Page:Revue des Deux Mondes - 1918 - tome 47.djvu/155

Le texte de cette page a été corrigé et est conforme au fac-similé.

Cette guerre laissera une empreinte ineffaçable sur le siècle, dont elle aura été le sanglant matin. Des hommes, peut-être clairvoyants, annoncent déjà qu’elle sera suivie chez les peuples, qui en sont les héros ou les simples spectateurs, de violentes agitations intestines et de longs conflits intérieurs. Une autre guerre éclatera, à les en croire, ébranlant la société humaine dans ses fondements : le duel, jusqu’à présent différé, du capital et du travail, du patronat et des salariés. Dans les appétits déchaînés par les hautes payes des usines militaires, dans les éléments anarchiques que ne contiendra plus le voisinage de l’ennemi, cet antagonisme puisera une intensité formidable. Les gouvernements, défenseurs de l’ordre, seront partout aux prises avec les armées révolutionnaires, qui se seront organisées à l’abri des armées nationales. Le rétablissement de la paix publique, après ces convulsions sociales, rendra nécessaire le maintien de la paix extérieure…
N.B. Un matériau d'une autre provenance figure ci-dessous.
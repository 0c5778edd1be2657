use once_cell::sync::Lazy;
use std::env;

#[derive(Debug, Clone)]
pub struct AppConfig {
    pub environment: Environment,
    pub server: ServerConfig,
    pub database: DatabaseConfig,
    pub security: SecurityConfig,
    pub storage: StorageConfig,
    pub messaging: MessagingConfig,
}

#[derive(Debug, Clone)]
pub enum Environment {
    Development,
    Staging,
    Production,
}

#[derive(Debug, Clone)]
pub struct ServerConfig {
    pub port: u16,
}

#[derive(Debug, Clone)]
pub struct DatabaseConfig {
    pub url: String,
    pub max_connections: u32,
    pub connect_timeout_secs: u64,
}

#[derive(Debug, Clone)]
pub struct SecurityConfig {
    /// HS256 signing secret. Empty means unconfigured: every protected
    /// request is denied, but the process still starts.
    pub jwt_secret: String,
    pub jwt_expiry_hours: u64,
    pub enable_cors: bool,
}

#[derive(Debug, Clone)]
pub struct StorageConfig {
    pub bucket: String,
    pub region: String,
    /// Custom S3-compatible endpoint (e.g. R2/MinIO). None means AWS.
    pub endpoint: Option<String>,
    pub access_key_id: String,
    pub secret_access_key: String,
    pub link_expiry_secs: u64,
}

#[derive(Debug, Clone)]
pub struct MessagingConfig {
    pub api_base: String,
    pub phone_number_id: String,
    pub access_token: String,
}

impl AppConfig {
    pub fn from_env() -> Self {
        let environment = match env::var("APP_ENV").as_deref() {
            Ok("production") | Ok("prod") => Environment::Production,
            Ok("staging") | Ok("stage") => Environment::Staging,
            _ => Environment::Development,
        };

        Self::defaults(environment).with_env_overrides()
    }

    fn defaults(environment: Environment) -> Self {
        Self {
            environment,
            server: ServerConfig { port: 3000 },
            database: DatabaseConfig {
                url: String::new(),
                max_connections: 10,
                connect_timeout_secs: 30,
            },
            security: SecurityConfig {
                jwt_secret: String::new(),
                jwt_expiry_hours: 24,
                enable_cors: true,
            },
            storage: StorageConfig {
                bucket: String::new(),
                region: "us-east-1".to_string(),
                endpoint: None,
                access_key_id: String::new(),
                secret_access_key: String::new(),
                link_expiry_secs: 3600,
            },
            messaging: MessagingConfig {
                api_base: "https://graph.facebook.com/v20.0".to_string(),
                phone_number_id: String::new(),
                access_token: String::new(),
            },
        }
    }

    fn with_env_overrides(mut self) -> Self {
        // Server overrides
        if let Some(v) = env::var("RESOURCE_API_PORT")
            .ok()
            .or_else(|| env::var("PORT").ok())
        {
            self.server.port = v.parse().unwrap_or(self.server.port);
        }

        // Database overrides
        if let Ok(v) = env::var("DATABASE_URL") {
            self.database.url = v;
        }
        if let Ok(v) = env::var("DATABASE_MAX_CONNECTIONS") {
            self.database.max_connections = v.parse().unwrap_or(self.database.max_connections);
        }
        if let Ok(v) = env::var("DATABASE_CONNECT_TIMEOUT_SECS") {
            self.database.connect_timeout_secs =
                v.parse().unwrap_or(self.database.connect_timeout_secs);
        }

        // Security overrides
        if let Ok(v) = env::var("JWT_SECRET") {
            self.security.jwt_secret = v;
        }
        if let Ok(v) = env::var("JWT_EXPIRY_HOURS") {
            self.security.jwt_expiry_hours = v.parse().unwrap_or(self.security.jwt_expiry_hours);
        }
        if let Ok(v) = env::var("SECURITY_ENABLE_CORS") {
            self.security.enable_cors = v.parse().unwrap_or(self.security.enable_cors);
        }

        // Storage overrides
        if let Ok(v) = env::var("S3_BUCKET") {
            self.storage.bucket = v;
        }
        if let Ok(v) = env::var("S3_REGION") {
            self.storage.region = v;
        }
        if let Ok(v) = env::var("S3_ENDPOINT") {
            if !v.trim().is_empty() {
                self.storage.endpoint = Some(v);
            }
        }
        if let Ok(v) = env::var("S3_ACCESS_KEY_ID") {
            self.storage.access_key_id = v;
        }
        if let Ok(v) = env::var("S3_SECRET_ACCESS_KEY") {
            self.storage.secret_access_key = v;
        }
        if let Ok(v) = env::var("S3_LINK_EXPIRY_SECS") {
            self.storage.link_expiry_secs = v.parse().unwrap_or(self.storage.link_expiry_secs);
        }

        // Messaging overrides
        if let Ok(v) = env::var("WHATSAPP_API_BASE") {
            self.messaging.api_base = v;
        }
        if let Ok(v) = env::var("WHATSAPP_PHONE_NUMBER_ID") {
            self.messaging.phone_number_id = v;
        }
        if let Ok(v) = env::var("WHATSAPP_ACCESS_TOKEN") {
            self.messaging.access_token = v;
        }

        self
    }
}

// Global singleton config - initialized once at startup, read-only afterwards
pub static CONFIG: Lazy<AppConfig> = Lazy::new(AppConfig::from_env);

// Convenience function for accessing config
pub fn config() -> &'static AppConfig {
    &CONFIG
}
use once_cell::sync::OnceCell;
use sqlx::postgres::{PgPool, PgPoolOptions};
use std::time::Duration;

use crate::config;

static POOL: OnceCell<PgPool> = OnceCell::new();

#[derive(Debug, thiserror::Error)]
pub enum DatabaseError {
    #[error("database connection failed: {0}")]
    Connection(String),
    #[error("database pool not initialized")]
    NotInitialized,
    #[error(transparent)]
    Sqlx(#[from] sqlx::Error),
}

/// Connect the global pool and make sure the schema exists. Called once at
/// startup; a failure here is fatal for the process.
pub async fn connect() -> Result<(), DatabaseError> {
    let cfg = &config::config().database;

    if cfg.url.is_empty() {
        return Err(DatabaseError::Connection("DATABASE_URL is not set".to_string()));
    }

    let pool = PgPoolOptions::new()
        .max_connections(cfg.max_connections)
        .acquire_timeout(Duration::from_secs(cfg.connect_timeout_secs))
        .connect(&cfg.url)
        .await
        .map_err(|e| DatabaseError::Connection(e.to_string()))?;

    ensure_schema(&pool).await?;

    let _ = POOL.set(pool);
    Ok(())
}

pub fn pool() -> Result<&'static PgPool, DatabaseError> {
    POOL.get().ok_or(DatabaseError::NotInitialized)
}

pub async fn health_check() -> Result<(), DatabaseError> {
    sqlx::query("SELECT 1").execute(pool()?).await?;
    Ok(())
}

/// Create the library tables if missing. Document payloads live in JSONB
/// `data` columns; hierarchy is expressed through parent-key foreign keys.
async fn ensure_schema(pool: &PgPool) -> Result<(), DatabaseError> {
    let ddl = [
        r#"CREATE TABLE IF NOT EXISTS resources (
            id UUID PRIMARY KEY DEFAULT gen_random_uuid(),
            lan TEXT NOT NULL,
            subject TEXT NOT NULL,
            name TEXT NOT NULL,
            data JSONB NOT NULL DEFAULT '{}'::jsonb,
            created_at TIMESTAMPTZ NOT NULL DEFAULT now(),
            updated_at TIMESTAMPTZ NOT NULL DEFAULT now()
        )"#,
        r#"CREATE TABLE IF NOT EXISTS resource_data_entries (
            id UUID PRIMARY KEY DEFAULT gen_random_uuid(),
            resource_id UUID NOT NULL REFERENCES resources(id) ON DELETE CASCADE,
            name TEXT NOT NULL,
            data JSONB NOT NULL DEFAULT '{}'::jsonb,
            created_at TIMESTAMPTZ NOT NULL DEFAULT now(),
            updated_at TIMESTAMPTZ NOT NULL DEFAULT now()
        )"#,
        r#"CREATE TABLE IF NOT EXISTS sub_data (
            id UUID PRIMARY KEY DEFAULT gen_random_uuid(),
            resource_data_entry_id UUID NOT NULL REFERENCES resource_data_entries(id) ON DELETE CASCADE,
            name TEXT NOT NULL,
            link TEXT,
            data JSONB NOT NULL DEFAULT '{}'::jsonb,
            created_at TIMESTAMPTZ NOT NULL DEFAULT now(),
            updated_at TIMESTAMPTZ NOT NULL DEFAULT now()
        )"#,
        r#"CREATE TABLE IF NOT EXISTS resource_items (
            id UUID PRIMARY KEY DEFAULT gen_random_uuid(),
            sub_data_id UUID NOT NULL REFERENCES sub_data(id) ON DELETE CASCADE,
            name TEXT NOT NULL,
            link TEXT,
            data JSONB NOT NULL DEFAULT '{}'::jsonb,
            created_at TIMESTAMPTZ NOT NULL DEFAULT now(),
            updated_at TIMESTAMPTZ NOT NULL DEFAULT now()
        )"#,
        "CREATE INDEX IF NOT EXISTS idx_resources_lan ON resources (lan)",
        "CREATE INDEX IF NOT EXISTS idx_entries_resource ON resource_data_entries (resource_id)",
        "CREATE INDEX IF NOT EXISTS idx_sub_data_entry ON sub_data (resource_data_entry_id)",
        "CREATE INDEX IF NOT EXISTS idx_items_sub_data ON resource_items (sub_data_id)",
    ];

    for statement in ddl {
        sqlx::query(statement).execute(pool).await?;
    }

    Ok(())
}
pub mod manager;
pub mod models;
pub mod repository;
use chrono::{DateTime, Utc};
use serde::{Deserialize, Serialize};
use serde_json::Value;
use uuid::Uuid;

/// Listing projection for items under a sub-data node: excludes the parent
/// key and the stored object key, keeps the document payload.
#[derive(Debug, Serialize, sqlx::FromRow)]
#[serde(rename_all = "camelCase")]
pub struct ItemSummary {
    pub id: Uuid,
    pub name: String,
    pub data: Value,
    pub created_at: DateTime<Utc>,
    pub updated_at: DateTime<Utc>,
}

#[derive(Debug, Deserialize)]
#[serde(rename_all = "camelCase")]
pub struct NewItem {
    pub sub_data_id: Uuid,
    pub name: String,
    pub link: Option<String>,
    #[serde(default)]
    pub data: Value,
}
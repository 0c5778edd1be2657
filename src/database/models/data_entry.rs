use chrono::{DateTime, Utc};
use serde::{Deserialize, Serialize};
use serde_json::Value;
use uuid::Uuid;

/// Listing projection for entries under a resource: excludes the `data`
/// payload and the parent key.
#[derive(Debug, Serialize, sqlx::FromRow)]
#[serde(rename_all = "camelCase")]
pub struct DataEntrySummary {
    pub id: Uuid,
    pub name: String,
    pub created_at: DateTime<Utc>,
    pub updated_at: DateTime<Utc>,
}

#[derive(Debug, Deserialize)]
#[serde(rename_all = "camelCase")]
pub struct NewDataEntry {
    pub resource_id: Uuid,
    pub name: String,
    #[serde(default)]
    pub data: Value,
}
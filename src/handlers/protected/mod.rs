pub mod files;
pub mod resources;
pub mod auth;
pub mod config;
pub mod database;
pub mod error;
pub mod handlers;
pub mod middleware;
pub mod routes;
pub mod storage;
use axum::{
    extract::{Request, State},
    http::{header, HeaderMap},
    middleware::Next,
    response::Response,
};

use crate::auth::{self, Role};
use crate::config::SecurityConfig;
use crate::error::ApiError;

/// Roles permitted to reach a gated route. Declared at route registration,
/// immutable afterwards.
#[derive(Clone, Debug)]
pub struct AllowList(&'static [Role]);

impl AllowList {
    pub fn new(roles: &'static [Role]) -> Self {
        Self(roles)
    }

    pub fn permits(&self, role: Role) -> bool {
        auth::authorize(role, self.0)
    }
}

/// Per-route gate state: the allow-list plus the security configuration
/// captured at construction time, so the gate never reaches into ambient
/// state while handling a request.
#[derive(Clone, Debug)]
pub struct AccessGate {
    allowed: AllowList,
    security: &'static SecurityConfig,
}

impl AccessGate {
    pub fn new(allowed: &'static [Role], security: &'static SecurityConfig) -> Self {
        Self {
            allowed: AllowList::new(allowed),
            security,
        }
    }
}

/// Authenticated caller context attached to the request once the gate
/// has granted access.
#[derive(Clone, Debug)]
pub struct AuthUser {
    pub phone_number: String,
    pub role: Role,
}

/// Access gate: extract the bearer credential, verify it, check the role
/// against the route's allow-list, then hand off to the inner handler.
///
/// Every denial terminates only the current request. Verification failure
/// kinds are logged for diagnostics but collapse to one opaque message so
/// nothing about the verifier leaks to the caller.
pub async fn require_role(
    State(gate): State<AccessGate>,
    headers: HeaderMap,
    mut request: Request,
    next: Next,
) -> Result<Response, ApiError> {
    let token =
        extract_bearer_token(&headers).ok_or_else(|| ApiError::unauthorized("Token required"))?;

    let claims = auth::verify_token(token, &gate.security.jwt_secret).map_err(|e| {
        tracing::debug!("token verification failed: {}", e);
        ApiError::unauthorized("Invalid token")
    })?;

    if !gate.allowed.permits(claims.role) {
        tracing::debug!("role {} not permitted for this route", claims.role);
        return Err(ApiError::forbidden("Unauthorized"));
    }

    request.extensions_mut().insert(AuthUser {
        phone_number: claims.phone_number,
        role: claims.role,
    });

    Ok(next.run(request).await)
}

/// Pull the token out of `Authorization: Bearer <token>`. Returns None for
/// a missing header, a non-bearer scheme, or an empty token value.
fn extract_bearer_token(headers: &HeaderMap) -> Option<&str> {
    let value = headers.get(header::AUTHORIZATION)?.to_str().ok()?;
    let token = value.strip_prefix("Bearer ")?.trim();
    if token.is_empty() {
        None
    } else {
        Some(token)
    }
}
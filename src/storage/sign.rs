//! SigV4 presigned URL generation for S3-compatible object storage.

use chrono::{DateTime, Utc};
use hmac::{Hmac, Mac};
use sha2::{Digest, Sha256};
use std::fmt::Write as FmtWrite;
use url::Url;

const ALGORITHM: &str = "AWS4-HMAC-SHA256";
const UNSIGNED_PAYLOAD: &str = "UNSIGNED-PAYLOAD";
const KEY_TYPE: &str = "aws4_request";
const SERVICE: &str = "s3";

#[derive(Debug, Clone)]
pub struct Credentials {
    pub access_key_id: String,
    pub secret_access_key: String,
}

#[derive(Debug, Clone)]
pub struct PresignRequest<'a> {
    pub method: &'a str,
    pub region: &'a str,
    pub bucket: &'a str,
    pub key: &'a str,
    /// Custom endpoint for S3-compatible stores; None means AWS.
    pub endpoint: Option<&'a str>,
    pub expires_secs: u64,
    /// Fixed signing time, mainly for tests. None uses the current time.
    pub time: Option<DateTime<Utc>>,
}

#[derive(Debug, thiserror::Error)]
pub enum SignError {
    #[error("invalid storage endpoint: {0}")]
    Endpoint(String),
    #[error(transparent)]
    Url(#[from] url::ParseError),
}

/// Produce a presigned URL for the given object using query-string
/// authentication. Only the `host` header is signed; the payload stays
/// unsigned since the URL authorizes a single method on a single key.
pub fn presign(credentials: &Credentials, request: &PresignRequest<'_>) -> Result<Url, SignError> {
    let datetime = request.time.unwrap_or_else(Utc::now);
    let amz_date = datetime.format("%Y%m%dT%H%M%SZ").to_string();
    let scope = credential_scope(&amz_date, request.region);

    let mut url = object_url(request)?;
    let host = url
        .host_str()
        .ok_or_else(|| SignError::Endpoint("endpoint has no host".to_string()))?
        .to_string();

    {
        let mut query = url.query_pairs_mut();
        query.append_pair("X-Amz-Algorithm", ALGORITHM);
        query.append_pair("X-Amz-Content-Sha256", UNSIGNED_PAYLOAD);
        query.append_pair(
            "X-Amz-Credential",
            &format!("{}/{}", credentials.access_key_id, scope),
        );
        query.append_pair("X-Amz-Date", &amz_date);
        query.append_pair("X-Amz-Expires", &request.expires_secs.to_string());
        query.append_pair("X-Amz-SignedHeaders", "host");
    }

    let canonical = canonical_request(request.method, &url, &host);
    let string_to_sign = format!(
        "{}\n{}\n{}\n{}",
        ALGORITHM,
        amz_date,
        scope,
        hex(&sha256(canonical.as_bytes()))
    );

    let signing_key = signing_key(
        &credentials.secret_access_key,
        &amz_date[..8],
        request.region,
    );
    let signature = hex(&hmac_sha256(&signing_key, string_to_sign.as_bytes()));

    url.query_pairs_mut()
        .append_pair("X-Amz-Signature", &signature);

    Ok(url)
}

/// Virtual-hosted-style object URL: `https://{bucket}.{host}/{key}`.
fn object_url(request: &PresignRequest<'_>) -> Result<Url, SignError> {
    let host = match request.endpoint {
        Some(endpoint) => {
            let parsed = Url::parse(endpoint)?;
            parsed
                .host_str()
                .ok_or_else(|| SignError::Endpoint(endpoint.to_string()))?
                .to_string()
        }
        None => format!("s3.{}.amazonaws.com", request.region),
    };

    let key = encode_path(request.key);
    Ok(Url::parse(&format!(
        "https://{}.{}/{}",
        request.bucket, host, key
    ))?)
}

fn credential_scope(amz_date: &str, region: &str) -> String {
    let date = if amz_date.len() >= 8 { &amz_date[..8] } else { amz_date };
    format!("{}/{}/{}/{}", date, region, SERVICE, KEY_TYPE)
}

fn canonical_request(method: &str, url: &Url, host: &str) -> String {
    // For s3 the canonical URI is the single-encoded path exactly as it
    // appears on the wire; `object_url` has already encoded the key.
    format!(
        "{}\n{}\n{}\nhost:{}\n\nhost\n{}",
        method,
        url.path(),
        canonical_query(url),
        host,
        UNSIGNED_PAYLOAD
    )
}

fn canonical_query(url: &Url) -> String {
    let mut params: Vec<(String, String)> = url
        .query_pairs()
        .filter(|(k, _)| !k.is_empty() && k != "X-Amz-Signature")
        .map(|(k, v)| (k.into_owned(), v.into_owned()))
        .collect();
    params.sort();

    params
        .iter()
        .map(|(k, v)| format!("{}={}", encode_component(k), encode_component(v)))
        .collect::<Vec<_>>()
        .join("&")
}

fn signing_key(secret: &str, date: &str, region: &str) -> Vec<u8> {
    let k_date = hmac_sha256(format!("AWS4{}", secret).as_bytes(), date.as_bytes());
    let k_region = hmac_sha256(&k_date, region.as_bytes());
    let k_service = hmac_sha256(&k_region, SERVICE.as_bytes());
    hmac_sha256(&k_service, KEY_TYPE.as_bytes())
}

fn sha256(data: &[u8]) -> Vec<u8> {
    let mut hasher = Sha256::new();
    hasher.update(data);
    hasher.finalize().to_vec()
}

fn hmac_sha256(key: &[u8], data: &[u8]) -> Vec<u8> {
    let mut mac =
        Hmac::<Sha256>::new_from_slice(key).expect("HMAC accepts keys of any length");
    mac.update(data);
    mac.finalize().into_bytes().to_vec()
}

fn hex(bytes: &[u8]) -> String {
    let mut out = String::with_capacity(bytes.len() * 2);
    for byte in bytes {
        let _ = write!(out, "{:02x}", byte);
    }
    out
}

/// Percent-encode a path, keeping `/` separators intact.
fn encode_path(path: &str) -> String {
    path.split('/')
        .map(encode_component)
        .collect::<Vec<_>>()
        .join("/")
}

fn encode_component(s: &str) -> String {
    let mut out = String::with_capacity(s.len());
    for byte in s.bytes() {
        match byte {
            b'A'..=b'Z' | b'a'..=b'z' | b'0'..=b'9' | b'-' | b'_' | b'.' | b'~' => {
                out.push(byte as char)
            }
            _ => {
                let _ = write!(out, "%{:02X}", byte);
            }
        }
    }
    out
}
D’autres esprits, doués également du don de prophétie, forment des pronostics moins sombres, mais aboutissant à la même conclusion : de longtemps une nouvelle guerre ne sera plus possible. Leur thèse s’appuie sur le progrès certain des idées pacifiques. Autrefois, disent-ils, les apôtres du pacifisme n’étaient qu’un état-major d’intellectuels. Leur propagande ne dépassait pas les murs du Congrès, qui les réunissait chaque année, ni la salle du banquet, où ils célébraient substantiellement l’aurore de la paix universelle. Répandues par les mille voix de la presse, au lendemain des tueries, dans les masses populaires qui auront Versé leur sang à flots, comment ces idées ne s’imposeraient-elles pas aux gouvernements de l’avenir ? Le pacifisme était sans effet, tant qu’il restait le fruit de quelques intelligences supérieures ; lorsqu’il plongera ses racines dans les entrailles des nations, il aura une croissance irrésistible. Si un large courant pacifiste se développe, ainsi qu’on doit s’y attendre, chez les prolétaires de tous les pays, il emportera, comme des fétus de paille, les ambitions incorrigibles des partis militaires et nationalistes. Un désarmement général sera la conséquence de cette transformation de l’esprit public…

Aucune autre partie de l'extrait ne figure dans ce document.